Memed wurde ernst. »Allah weiß, ob dieser Mann nicht selbst Ahmet der Mächtige war! Ich glaube, er war es wirklich.«
»Dummes Zeug.«
Memed wurde zornig. »Warum. dummes Zeug? Der Kerl war Ahmet der Mächtige, sage ich dir!
Ach, geh mir doch mit deinem Blödsinn! Ein Mensch wie wir alle - der aussieht wie mein Großvater! Was war denn an dem, was an Ahmet den Mächtigen erinnert?«
»Das Mal! Hast du das grüne Mal nicht gesehen? Mitten auf der Stirn!«
»Nein. Nichts habe ich gesehen.«
»Und seine Augen! Geleuchtet haben sie wie Kienholz!«
»Unsinn.«
»Seine Augen funkelten wie Kristall.«
»Ich habe es nicht gesehen.«
»Und ich sage dir, dieser Mann ist Ahmet der Mächtige und kein anderer!«
Mustafa lachte spöttisch: »Ha - wenn Ahmet der Mächtige so aussehen würde, dann wäre die ganze Welt voll von Ahmet den Mächtigen.«
Unter solch hitzigen Gesprächen waren sie am Fuße des rückwärtigen Hanges angekommen. Vor ihnen lag eine Ebene mit einem Pappelgehölz, durch das sich ein Fluß schlängelte. Bis zum Horizont sah man ihn in der Sonne glitzern. Sie standen staunend, eine solche Landschaft, ein solch langer, schimmernder Wasserlauf war ihnen noch nie vor Augen gekommen.

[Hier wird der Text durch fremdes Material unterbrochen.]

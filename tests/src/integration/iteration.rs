//! # Iteration Flows
//!
//! `aiterate` walks a listing one record at a time. Each element is its own
//! queued call, so other callers interleave with a walk in progress.

#[cfg(test)]
mod tests {
    use futures::StreamExt;
    use p4_async::{AdapterError, InMemorySession, Record, SessionError};

    use crate::adapter;

    fn labels(names: &[&str]) -> Vec<Record> {
        names.iter().map(|name| Record::spec([("label", *name)])).collect()
    }

    fn label_server(names: &[&str]) -> InMemorySession {
        InMemorySession::new()
            .respond("labels", labels(names))
            .respond_with("label", |args, _| match args {
                [_, name] if name == "broken" => Err(SessionError::command(
                    "label",
                    format!("Label '{name}' is corrupt."),
                )),
                [_, name] => Ok(vec![Record::spec([("Label", name.as_str())])]),
                _ => Ok(Vec::new()),
            })
    }

    #[tokio::test]
    async fn test_walk_interleaves_with_other_callers() {
        let session = label_server(&["v1", "v2", "v3"]);
        let journal = session.journal();
        let p4 = adapter(session);

        let mut stream = p4.aiterate("labels", &["-e", "v*"]).unwrap();
        let first = stream.next().await.unwrap().unwrap();
        assert_eq!(first.field("Label"), Some("v1"));

        p4.arun("info", &[]).await.unwrap();

        let rest: Vec<_> = stream.collect().await;
        assert_eq!(rest.len(), 2);
        assert_eq!(
            journal.commands(),
            vec!["labels", "label", "info", "label", "label"]
        );
        assert_eq!(journal.calls()[0].args, vec!["-e", "v*"]);
    }

    #[tokio::test]
    async fn test_empty_listing_yields_nothing() {
        let p4 = adapter(label_server(&[]));
        let items: Vec<_> = p4.aiterate("labels", &[]).unwrap().collect().await;
        assert!(items.is_empty());
    }

    #[tokio::test]
    async fn test_fetch_failure_ends_walk() {
        let session = label_server(&["v1", "broken", "v3"]);
        let journal = session.journal();
        let p4 = adapter(session);

        let items: Vec<_> = p4.aiterate("labels", &[]).unwrap().collect().await;
        assert_eq!(items.len(), 2);
        assert!(items[0].is_ok());
        assert!(matches!(
            &items[1],
            Err(AdapterError::Command { command, .. }) if command == "label"
        ));
        assert_eq!(journal.count("label"), 2, "v3 must not be fetched");
    }

    #[tokio::test]
    async fn test_listing_failure_is_first_item() {
        let session = InMemorySession::new().fail("labels", SessionError::NotConnected);
        let p4 = adapter(session);

        let items: Vec<_> = p4.aiterate("labels", &[]).unwrap().collect().await;
        assert_eq!(items.len(), 1);
        assert_eq!(
            items[0].as_ref().unwrap_err().session_error(),
            Some(&SessionError::NotConnected)
        );
    }

    #[tokio::test]
    async fn test_unlisted_command_fails_up_front() {
        let session = InMemorySession::new();
        let journal = session.journal();
        let p4 = adapter(session);

        let err = p4.aiterate("files", &[]).unwrap_err();
        assert!(matches!(err, AdapterError::UnknownListableCommand(cmd) if cmd == "files"));
        assert!(journal.calls().is_empty());
    }
}
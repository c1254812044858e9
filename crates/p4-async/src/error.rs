//! Error types for the async adapter

use p4_types::SessionError;
use thiserror::Error;

/// Errors surfaced by adapter operations.
///
/// Failures of the blocking session are carried unchanged in
/// [`AdapterError::Command`]; the adapter never retries.
#[derive(Debug, Error)]
pub enum AdapterError {
    /// The operation name matches no synthesis rule.
    #[error("Unknown operation: {0}")]
    Resolution(String),

    /// A resolved operation was called with arguments it cannot use.
    #[error("Invalid arguments for {operation}: {reason}")]
    InvalidArguments { operation: String, reason: String },

    /// Iteration requested for a command missing from the spec-field table.
    #[error("Unknown spec list command: {0}")]
    UnknownListableCommand(String),

    /// The blocking session call failed.
    #[error("Session call `{command}` failed: {source}")]
    Command {
        command: String,
        #[source]
        source: SessionError,
    },

    /// Zero records where one was expected.
    #[error("Command `{command}` returned no records")]
    EmptyResult { command: String },

    /// A summary record lacks the field that keys it.
    #[error("Record from `{command}` has no `{field}` field")]
    MissingKeyField { command: String, field: String },

    /// The worker thread could not be spawned.
    #[error("Failed to start session worker: {0}")]
    WorkerStart(String),

    /// The submitted call panicked on the worker.
    #[error("Session worker panicked: {0}")]
    WorkerPanicked(String),

    /// The worker has shut down; nothing will run.
    #[error("Session worker is not running")]
    WorkerUnavailable,
}

impl AdapterError {
    /// Wrap a session failure for `command`.
    pub fn command(command: impl Into<String>, source: SessionError) -> Self {
        Self::Command {
            command: command.into(),
            source,
        }
    }

    /// The underlying session failure, if this error carries one.
    #[must_use]
    pub fn session_error(&self) -> Option<&SessionError> {
        match self {
            Self::Command { source, .. } => Some(source),
            _ => None,
        }
    }
}

/// Result type for adapter operations
pub type Result<T> = std::result::Result<T, AdapterError>;
//! # Dispatch Resolver
//!
//! Maps an operation name to an async operation on the adapter.
//!
//! | Name | Operation |
//! |------|-----------|
//! | `arun` | run the command given as first argument |
//! | `aconnect`, `adisconnect`, `arun_tickets` | blocking method, queued |
//! | `arun_submit`, `adelete_shelve`, ... | run-wrap method, queued |
//! | `arun_<cmd>` | run `cmd` |
//! | `adelete_<cmd>` | run `cmd -d` |
//! | `afetch_<cmd>` | fetch one record |
//! | `asave_<cmd>` | save one record |
//! | `aiterate_<cmd>` | stream every listed record |
//!
//! Anything else is [`AdapterError::Resolution`].

use p4_types::Record;
use tracing::debug;

use crate::domain::{OperationArgs, OperationName, SimpleMethod};
use crate::error::{AdapterError, Result};
use crate::ports::BlockingSession;
use crate::service::adapter::P4Async;
use crate::service::protocol::{self, RecordStream};

/// Value produced by a resolved operation.
#[derive(Debug)]
pub enum OperationOutput {
    Records(Vec<Record>),
    Record(Record),
    Stream(RecordStream),
    Done,
}

impl OperationOutput {
    pub fn into_records(self) -> Option<Vec<Record>> {
        match self {
            Self::Records(records) => Some(records),
            _ => None,
        }
    }

    pub fn into_record(self) -> Option<Record> {
        match self {
            Self::Record(record) => Some(record),
            _ => None,
        }
    }

    pub fn into_stream(self) -> Option<RecordStream> {
        match self {
            Self::Stream(stream) => Some(stream),
            _ => None,
        }
    }

    #[must_use]
    pub fn is_done(&self) -> bool {
        matches!(self, Self::Done)
    }
}

/// An operation name bound to an adapter.
pub struct ResolvedOperation<'a, S> {
    adapter: &'a P4Async<S>,
    name: OperationName,
}

impl<S: BlockingSession> P4Async<S> {
    /// Resolve `name` to an operation on this adapter.
    pub fn resolve(&self, name: &str) -> Result<ResolvedOperation<'_, S>> {
        let name = OperationName::parse(name)
            .ok_or_else(|| AdapterError::Resolution(name.to_string()))?;
        debug!(instance_id = %self.instance_id(), operation = %name, "Operation resolved");
        Ok(ResolvedOperation {
            adapter: self,
            name,
        })
    }
}

impl<S: BlockingSession> ResolvedOperation<'_, S> {
    #[must_use]
    pub fn name(&self) -> &OperationName {
        &self.name
    }

    /// Invoke the operation. Nothing is queued until the returned future is
    /// first polled.
    pub async fn call(&self, call: OperationArgs) -> Result<OperationOutput> {
        let adapter = self.adapter;
        let serializer = &adapter.serializer;

        match &self.name {
            OperationName::Explicit => {
                self.reject_input(&call)?;
                let Some((command, rest)) = call.args.split_first() else {
                    return Err(self.invalid("expected the command as first argument"));
                };
                protocol::run(serializer, command, rest.to_vec())
                    .await
                    .map(OperationOutput::Records)
            }
            OperationName::Run { command } => {
                self.reject_input(&call)?;
                protocol::run(serializer, command, call.args)
                    .await
                    .map(OperationOutput::Records)
            }
            OperationName::Delete { command } => {
                self.reject_input(&call)?;
                let args = std::iter::once("-d".to_string()).chain(call.args).collect();
                protocol::run(serializer, command, args)
                    .await
                    .map(OperationOutput::Records)
            }
            OperationName::Fetch { command } => {
                self.reject_input(&call)?;
                protocol::fetch_one(serializer, command, call.args)
                    .await
                    .map(OperationOutput::Record)
            }
            OperationName::Save { command } => {
                let OperationArgs { args, input } = call;
                let input = input.ok_or_else(|| self.invalid("expected a record to save"))?;
                protocol::save_one(serializer, command, input, args)
                    .await
                    .map(OperationOutput::Records)
            }
            OperationName::Iterate { command } => {
                self.reject_input(&call)?;
                protocol::iterate_many(serializer, adapter.spec_fields(), command, call.args)
                    .map(OperationOutput::Stream)
            }
            OperationName::Simple(method) => {
                self.reject_input(&call)?;
                if !call.args.is_empty() {
                    return Err(self.invalid("takes no arguments"));
                }
                match method {
                    SimpleMethod::Connect => adapter.aconnect().await.map(|()| OperationOutput::Done),
                    SimpleMethod::Disconnect => {
                        adapter.adisconnect().await.map(|()| OperationOutput::Done)
                    }
                    SimpleMethod::RunTickets => {
                        adapter.arun_tickets().await.map(OperationOutput::Records)
                    }
                }
            }
            OperationName::RunWrap(method) => adapter
                .run_wrapped(*method, call, true)
                .wait()
                .await
                .map(OperationOutput::Records),
        }
    }

    fn reject_input(&self, call: &OperationArgs) -> Result<()> {
        match call.input {
            Some(_) => Err(self.invalid("does not take an input record")),
            None => Ok(()),
        }
    }

    fn invalid(&self, reason: &str) -> AdapterError {
        AdapterError::InvalidArguments {
            operation: self.name.to_string(),
            reason: reason.to_string(),
        }
    }
}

»Jetzt sind wir nahe dran«, sagte Memed.
»Woher weißt du das?« fragte Mustafa.
»In der Çukurova machen alle Flüsse Schlangenlinien. Dies hier muß der Savrun sein, meine ich. Der Pappelwald muß zur Mühle von Kadirli gehören. So hat es Onkel Dormuş Ali beschrieben!«
Mustafa glaubte, Memed sei böse mit ihm. Memed wurde nicht leicht zornig, aber wenn es einmal soweit war, dann war mit ihm nicht gut Kirschen essen. Deshalb bemühte sich Mustafa, ihn versöhnlich zu stimmen.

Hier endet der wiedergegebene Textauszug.